* Exercise objective: Reproduce the records in full. Alter nothing.

* Records provided:
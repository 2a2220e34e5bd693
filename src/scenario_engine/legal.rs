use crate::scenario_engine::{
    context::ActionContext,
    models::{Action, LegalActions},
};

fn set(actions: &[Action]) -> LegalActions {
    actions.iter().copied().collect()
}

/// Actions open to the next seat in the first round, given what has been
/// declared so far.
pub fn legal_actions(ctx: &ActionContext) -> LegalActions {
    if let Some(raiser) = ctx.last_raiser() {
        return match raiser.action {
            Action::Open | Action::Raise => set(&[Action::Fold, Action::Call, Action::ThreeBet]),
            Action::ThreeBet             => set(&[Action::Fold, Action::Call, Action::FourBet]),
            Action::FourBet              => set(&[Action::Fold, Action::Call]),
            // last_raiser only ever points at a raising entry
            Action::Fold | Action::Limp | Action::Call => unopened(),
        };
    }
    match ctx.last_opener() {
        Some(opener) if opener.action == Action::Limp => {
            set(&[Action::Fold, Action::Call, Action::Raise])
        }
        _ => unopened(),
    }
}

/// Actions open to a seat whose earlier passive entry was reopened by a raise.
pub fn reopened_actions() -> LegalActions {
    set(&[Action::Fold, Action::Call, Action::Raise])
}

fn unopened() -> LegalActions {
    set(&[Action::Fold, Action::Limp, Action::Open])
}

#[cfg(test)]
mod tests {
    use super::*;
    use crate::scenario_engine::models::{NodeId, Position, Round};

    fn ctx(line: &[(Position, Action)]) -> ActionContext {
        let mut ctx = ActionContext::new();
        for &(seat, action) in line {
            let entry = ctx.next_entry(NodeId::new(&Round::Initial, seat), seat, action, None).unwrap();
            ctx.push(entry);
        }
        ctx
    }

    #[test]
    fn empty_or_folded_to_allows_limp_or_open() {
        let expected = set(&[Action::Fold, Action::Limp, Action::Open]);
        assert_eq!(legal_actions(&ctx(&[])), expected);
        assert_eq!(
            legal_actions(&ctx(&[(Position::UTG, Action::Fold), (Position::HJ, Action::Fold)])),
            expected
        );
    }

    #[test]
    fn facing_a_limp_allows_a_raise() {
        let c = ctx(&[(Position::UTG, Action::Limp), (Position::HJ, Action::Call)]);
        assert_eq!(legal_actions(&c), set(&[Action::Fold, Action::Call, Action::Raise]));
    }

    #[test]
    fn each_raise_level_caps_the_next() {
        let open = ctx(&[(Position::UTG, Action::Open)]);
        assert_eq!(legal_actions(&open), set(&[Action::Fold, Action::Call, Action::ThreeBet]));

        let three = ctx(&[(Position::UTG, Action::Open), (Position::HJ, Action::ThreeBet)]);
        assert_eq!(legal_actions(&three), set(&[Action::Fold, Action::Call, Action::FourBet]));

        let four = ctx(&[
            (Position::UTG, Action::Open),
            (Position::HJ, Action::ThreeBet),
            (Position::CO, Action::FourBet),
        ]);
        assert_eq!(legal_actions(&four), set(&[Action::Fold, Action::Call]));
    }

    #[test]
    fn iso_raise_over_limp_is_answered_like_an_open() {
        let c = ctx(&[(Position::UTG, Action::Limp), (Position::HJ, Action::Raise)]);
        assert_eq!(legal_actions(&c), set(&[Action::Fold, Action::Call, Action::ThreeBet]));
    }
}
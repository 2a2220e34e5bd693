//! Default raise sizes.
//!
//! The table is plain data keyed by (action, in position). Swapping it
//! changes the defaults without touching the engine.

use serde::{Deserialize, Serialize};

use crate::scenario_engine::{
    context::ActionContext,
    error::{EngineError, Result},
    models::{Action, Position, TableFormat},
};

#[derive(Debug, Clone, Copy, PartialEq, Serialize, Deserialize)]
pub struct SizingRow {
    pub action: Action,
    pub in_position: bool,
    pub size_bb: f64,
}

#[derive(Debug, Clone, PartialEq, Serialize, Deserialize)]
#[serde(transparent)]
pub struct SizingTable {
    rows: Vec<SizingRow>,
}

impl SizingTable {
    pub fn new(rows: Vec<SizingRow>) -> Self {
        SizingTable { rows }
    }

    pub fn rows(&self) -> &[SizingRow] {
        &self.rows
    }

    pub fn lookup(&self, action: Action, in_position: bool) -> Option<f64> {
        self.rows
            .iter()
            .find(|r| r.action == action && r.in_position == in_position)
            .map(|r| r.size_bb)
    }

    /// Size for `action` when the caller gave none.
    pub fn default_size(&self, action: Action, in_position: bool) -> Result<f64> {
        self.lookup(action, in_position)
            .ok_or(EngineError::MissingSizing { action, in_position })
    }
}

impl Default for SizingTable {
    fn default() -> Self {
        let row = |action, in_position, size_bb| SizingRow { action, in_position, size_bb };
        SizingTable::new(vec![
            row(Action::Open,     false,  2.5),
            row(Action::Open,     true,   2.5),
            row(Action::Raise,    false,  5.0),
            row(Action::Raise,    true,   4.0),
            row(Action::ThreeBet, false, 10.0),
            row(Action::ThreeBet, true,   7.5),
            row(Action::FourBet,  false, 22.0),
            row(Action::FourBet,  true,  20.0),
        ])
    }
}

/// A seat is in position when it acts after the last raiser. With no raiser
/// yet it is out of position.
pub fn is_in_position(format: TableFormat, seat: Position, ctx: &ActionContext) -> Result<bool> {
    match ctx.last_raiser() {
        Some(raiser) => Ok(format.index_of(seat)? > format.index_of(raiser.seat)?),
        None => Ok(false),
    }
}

* Task output:
repository 2a2220e34e5bd693
filename src/scenario_engine/legal.rs
use crate::scenario_engine::{
    context::ActionContext,
    models::{Action, LegalActions},
};

fn set(actions: &[Action]) -> LegalActions {
    actions.iter().copied().collect()
}

/// Actions open to the next seat in the first round, given what has been
/// declared so far.
pub fn legal_actions(ctx: &ActionContext) -> LegalActions {
    if let Some(raiser) = ctx.last_raiser() {
        return match raiser.action {
            Action::Open | Action::Raise => set(&[Action::Fold, Action::Call, Action::ThreeBet]),
            Action::ThreeBet             => set(&[Action::Fold, Action::Call, Action::FourBet]),
            Action::FourBet              => set(&[Action::Fold, Action::Call]),
            // last_raiser only ever points at a raising entry
            Action::Fold | Action::Limp | Action::Call => unopened(),
        };
    }
    match ctx.last_opener() {
        Some(opener) if opener.action == Action::Limp => {
            set(&[Action::Fold, Action::Call, Action::Raise])
        }
        _ => unopened(),
    }
}

/// Actions open to a seat whose earlier passive entry was reopened by a raise.
pub fn reopened_actions() -> LegalActions {
    set(&[Action::Fold, Action::Call, Action::Raise])
}

fn unopened() -> LegalActions {
    set(&[Action::Fold, Action::Limp, Action::Open])
}

#[cfg(test)]
mod tests {
    use super::*;
    use crate::scenario_engine::models::{NodeId, Position, Round};

    fn ctx(line: &[(Position, Action)]) -> ActionContext {
        let mut ctx = ActionContext::new();
        for &(seat, action) in line {
            let entry = ctx.next_entry(NodeId::new(&Round::Initial, seat), seat, action, None).unwrap();
            ctx.push(entry);
        }
        ctx
    }

    #[test]
    fn empty_or_folded_to_allows_limp_or_open() {
        let expected = set(&[Action::Fold, Action::Limp, Action::Open]);
        assert_eq!(legal_actions(&ctx(&[])), expected);
        assert_eq!(
            legal_actions(&ctx(&[(Position::UTG, Action::Fold), (Position::HJ, Action::Fold)])),
            expected
        );
    }

    #[test]
    fn facing_a_limp_allows_a_raise() {
        let c = ctx(&[(Position::UTG, Action::Limp), (Position::HJ, Action::Call)]);
        assert_eq!(legal_actions(&c), set(&[Action::Fold, Action::Call, Action::Raise]));
    }

    #[test]
    fn each_raise_level_caps_the_next() {
        let open = ctx(&[(Position::UTG, Action::Open)]);
        assert_eq!(legal_actions(&open), set(&[Action::Fold, Action::Call, Action::ThreeBet]));

        let three = ctx(&[(Position::UTG, Action::Open), (Position::HJ, Action::ThreeBet)]);
        assert_eq!(legal_actions(&three), set(&[Action::Fold, Action::Call, Action::FourBet]));

        let four = ctx(&[
            (Position::UTG, Action::Open),
            (Position::HJ, Action::ThreeBet),
            (Position::CO, Action::FourBet),
        ]);
        assert_eq!(legal_actions(&four), set(&[Action::Fold, Action::Call]));
    }

    #[test]
    fn iso_raise_over_limp_is_answered_like_an_open() {
        let c = ctx(&[(Position::UTG, Action::Limp), (Position::HJ, Action::Raise)]);
        assert_eq!(legal_actions(&c), set(&[Action::Fold, Action::Call, Action::ThreeBet]));
    }
}
repository 2a2220e34e5bd693
//! Default raise sizes.
//!
//! The table is plain data keyed by (action, in position). Swapping it
//! changes the defaults without touching the engine.

use serde::{Deserialize, Serialize};

use crate::scenario_engine::{
    context::ActionContext,
    error::{EngineError, Result},
    models::{Action, Position, TableFormat},
};

#[derive(Debug, Clone, Copy, PartialEq, Serialize, Deserialize)]
pub struct SizingRow {
    pub action: Action,
    pub in_position: bool,
    pub size_bb: f64,
}

#[derive(Debug, Clone, PartialEq, Serialize, Deserialize)]
#[serde(transparent)]
pub struct SizingTable {
    rows: Vec<SizingRow>,
}

impl SizingTable {
    pub fn new(rows: Vec<SizingRow>) -> Self {
        SizingTable { rows }
    }

    pub fn rows(&self) -> &[SizingRow] {
        &self.rows
    }

    pub fn lookup(&self, action: Action, in_position: bool) -> Option<f64> {
        self.rows
            .iter()
            .find(|r| r.action == action && r.in_position == in_position)
            .map(|r| r.size_bb)
    }

    /// Size for `action` when the caller gave none.
    pub fn default_size(&self, action: Action, in_position: bool) -> Result<f64> {
        self.lookup(action, in_position)
            .ok_or(EngineError::MissingSizing { action, in_position })
    }
}

impl Default for SizingTable {
    fn default() -> Self {
        let row = |action, in_position, size_bb| SizingRow { action, in_position, size_bb };
        SizingTable::new(vec![
            row(Action::Open,     false,  2.5),
            row(Action::Open,     true,   2.5),
            row(Action::Raise,    false,  5.0),
            row(Action::Raise,    true,   4.0),
            row(Action::ThreeBet, false, 10.0),
            row(Action::ThreeBet, true,   7.5),
            row(Action::FourBet,  false, 22.0),
            row(Action::FourBet,  true,  20.0),
        ])
    }
}

/// A seat is in position when it acts after the last raiser. With no raiser
/// yet it is out of position.
pub fn is_in_position(format: TableFormat, seat: Position, ctx: &ActionContext) -> Result<bool> {
    match ctx.last_raiser() {
        Some(raiser) => Ok(format.index_of(seat)? > format.index_of(raiser.seat)?),
        None => Ok(false),
    }
}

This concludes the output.